I'm new to Android development, and was wondering how the following could be achieved within the confines of the Android market as a distribution channel:
One main application, which handles the main menu, networking, high scores, etc.
Several games which can be launched from the main menu, which all work within the same eco system. The main application is not just a pseudo launcher for other games, these different games will share high scores and other achievements/preferences.
In a traditional package management system such as apt, pacman or yum, this could be handled quite happily through dependencies. This does not appear to be possible via the Android market. The closest I've seen is when apps scan to check if the required app is installed, and if not, launches the market and asks the user to download the app.

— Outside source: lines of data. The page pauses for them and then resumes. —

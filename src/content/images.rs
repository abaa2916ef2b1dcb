//! Article images: raw URLs, Markdown link rewriting and uploads.
//!
//! Images live next to the article file. In the stored Markdown they are
//! referenced by bare file name; editors see absolute
//! `raw.githubusercontent.com` URLs so previews work.

use chrono::{DateTime, SecondsFormat, Utc};
use regex::{Captures, Regex};
use serde::{Deserialize, Serialize};
use std::sync::LazyLock;

use super::CmsError;
use crate::github::RepoApi;
use crate::types::{RepoKey, validate_directory};

pub const RAW_HOST: &str = "https://raw.githubusercontent.com";

/// Largest accepted upload.
pub const MAX_IMAGE_BYTES: usize = 10 * 1024 * 1024;

pub const ALLOWED_MIME_TYPES: [&str; 5] = [
    "image/jpeg",
    "image/png",
    "image/gif",
    "image/webp",
    "image/svg+xml",
];

static RAW_IMAGE_LINK: LazyLock<Regex> = LazyLock::new(|| {
    Regex::new(
        r"!\[([^\]]*)\]\(https://raw\.githubusercontent\.com/[^)\s]*/([^/)\s]+\.(?i:png|jpe?g|gif|webp|svg))\)",
    )
    .unwrap()
});
static BARE_IMAGE_LINK: LazyLock<Regex> = LazyLock::new(|| {
    Regex::new(r"!\[([^\]]*)\]\(([^/:)\s]+\.(?i:png|jpe?g|gif|webp|svg))\)").unwrap()
});
static IMAGE_NAME: LazyLock<Regex> =
    LazyLock::new(|| Regex::new(r"([^/]+\.(?i:png|jpe?g|gif|webp|svg))$").unwrap());

/// `https://raw.githubusercontent.com/{owner}/{repo}/{branch}/{path}`
pub fn raw_url(repo: &RepoKey, branch: &str, path: &str) -> String {
    format!("{}/{}/{}/{}/{}", RAW_HOST, repo.owner(), repo.repo(), branch, path)
}

/// Repository path of a raw URL, i.e. everything after owner, repo and branch.
pub fn local_path_from_raw_url(url: &str) -> Option<String> {
    let rest = url
        .strip_prefix(RAW_HOST)
        .or_else(|| url.strip_prefix("http://raw.githubusercontent.com"))?
        .strip_prefix('/')?;
    let mut parts = rest.splitn(4, '/');
    let (_owner, _repo, _branch) = (parts.next()?, parts.next()?, parts.next()?);
    parts.next().filter(|p| !p.is_empty()).map(str::to_string)
}

/// Trailing image file name of a URL or path.
pub fn image_file_name(url: &str) -> Option<String> {
    IMAGE_NAME
        .captures(url)
        .map(|caps| caps[1].to_string())
}

/// Rewrite `![alt](https://raw.githubusercontent.com/.../name.png)` to
/// `![alt](name.png)`.
pub fn replace_raw_urls_with_file_names(markdown: &str) -> String {
    RAW_IMAGE_LINK
        .replace_all(markdown, "![${1}](${2})")
        .into_owned()
}

/// Rewrite bare image names to raw URLs inside the article folder.
pub fn replace_file_names_with_raw_urls(
    markdown: &str,
    repo: &RepoKey,
    branch: &str,
    directory: &str,
    slug: &str,
) -> String {
    BARE_IMAGE_LINK
        .replace_all(markdown, |caps: &Captures| {
            let path = format!("{}/{}/{}", directory, slug, &caps[2]);
            format!("![{}]({})", &caps[1], raw_url(repo, branch, &path))
        })
        .into_owned()
}

/// An image to store in an article folder.
#[derive(Debug, Clone, PartialEq, Eq, Serialize, Deserialize)]
#[serde(rename_all = "camelCase")]
pub struct ImageUpload {
    pub directory: String,
    pub slug: String,
    pub file_name: String,
    pub mime_type: String,
    /// Base64 on the wire.
    #[serde(with = "base64_bytes")]
    pub data: Vec<u8>,
}

#[derive(Debug, Clone, PartialEq, Eq, Serialize, Deserialize)]
#[serde(rename_all = "camelCase")]
pub struct UploadResult {
    pub uploaded: bool,
    #[serde(default, skip_serializing_if = "Option::is_none")]
    pub image_url: Option<String>,
    #[serde(default, skip_serializing_if = "Option::is_none")]
    pub commit_sha: Option<String>,
    #[serde(default, skip_serializing_if = "Option::is_none")]
    pub error: Option<String>,
}

impl UploadResult {
    pub fn rejected(error: impl Into<String>) -> Self {
        Self {
            uploaded: false,
            image_url: None,
            commit_sha: None,
            error: Some(error.into()),
        }
    }
}

/// `{stem}-{timestamp}.{ext}` with `:` and `.` of the RFC 3339 timestamp
/// replaced by `-`.
pub fn stored_file_name(file_name: &str, mime_type: &str, now: DateTime<Utc>) -> String {
    let timestamp = now
        .to_rfc3339_opts(SecondsFormat::Millis, true)
        .replace([':', '.'], "-");

    let (stem, ext) = match file_name.rsplit_once('.') {
        Some((stem, ext)) if !stem.is_empty() && !ext.is_empty() => (stem, ext.to_string()),
        _ => (file_name, extension_for(mime_type).to_string()),
    };
    format!("{}-{}.{}", stem, timestamp, ext)
}

fn extension_for(mime_type: &str) -> &'static str {
    match mime_type {
        "image/jpeg" => "jpg",
        "image/png" => "png",
        "image/gif" => "gif",
        "image/webp" => "webp",
        _ => "svg",
    }
}

/// Store an image in `{directory}/{slug}/`, overwriting a file of the same
/// name.
pub fn upload_image(
    repo: &dyn RepoApi,
    upload: &ImageUpload,
    now: DateTime<Utc>,
) -> Result<UploadResult, CmsError> {
    if upload.directory.is_empty() || upload.slug.is_empty() {
        return Ok(UploadResult::rejected("directory and slug are required"));
    }
    let folder = format!("{}/{}", upload.directory, upload.slug);
    if validate_directory(&folder).is_err() || upload.file_name.contains('/') {
        return Ok(UploadResult::rejected("invalid image location"));
    }
    if upload.data.len() > MAX_IMAGE_BYTES {
        return Ok(UploadResult::rejected("file size exceeds the 10MB limit"));
    }
    if !ALLOWED_MIME_TYPES.contains(&upload.mime_type.as_str()) {
        return Ok(UploadResult::rejected(
            "unsupported image type (JPEG, PNG, GIF, WebP and SVG only)",
        ));
    }

    let file_name = stored_file_name(&upload.file_name, &upload.mime_type, now);
    let path = format!("{}/{}", folder, file_name);
    let existing = repo.get_file(&path)?;

    let commit = repo.put_file(
        &path,
        &upload.data,
        &format!("Upload image: {}", file_name),
        existing.as_ref().map(|f| f.sha.as_str()),
    )?;
    log::info!("Uploaded image {} ({} bytes)", path, upload.data.len());

    Ok(UploadResult {
        uploaded: true,
        image_url: Some(raw_url(repo.repository(), repo.branch(), &path)),
        commit_sha: Some(commit.commit_sha),
        error: None,
    })
}

mod base64_bytes {
    use base64::Engine;
    use base64::engine::general_purpose::STANDARD;
    use serde::{Deserialize, Deserializer, Serializer};

    pub fn serialize<S: Serializer>(bytes: &[u8], serializer: S) -> Result<S::Ok, S::Error> {
        serializer.serialize_str(&STANDARD.encode(bytes))
    }

    pub fn deserialize<'de, D: Deserializer<'de>>(deserializer: D) -> Result<Vec<u8>, D::Error> {
        let encoded = String::deserialize(deserializer)?;
        STANDARD.decode(encoded).map_err(serde::de::Error::custom)
    }
}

This sounds like a very messy solution.
It also begs the question, would they download the game (plugin) first, which then downloads the main shell application? Or would they download the main shell application, and when they navigate to a menu item which says "Play game", then it scans for any installed games, and if none exist, redirects to the market? Also, I'm not even sure if it is possible to dig up the package from another application on the device, and start invoking classes from within (e.g. when you want to launch the game (plugin))
A final option is just to have a 3rd component which is a .jar that each game includes, which effectively contains the entire shell application. Then each game would appear to have the same menu, but it would become a nightmare as soon as you want to update the menu component and have to re-release each game. It would be especially worse if other people released games (plugins) based on the same framework and didn't update them.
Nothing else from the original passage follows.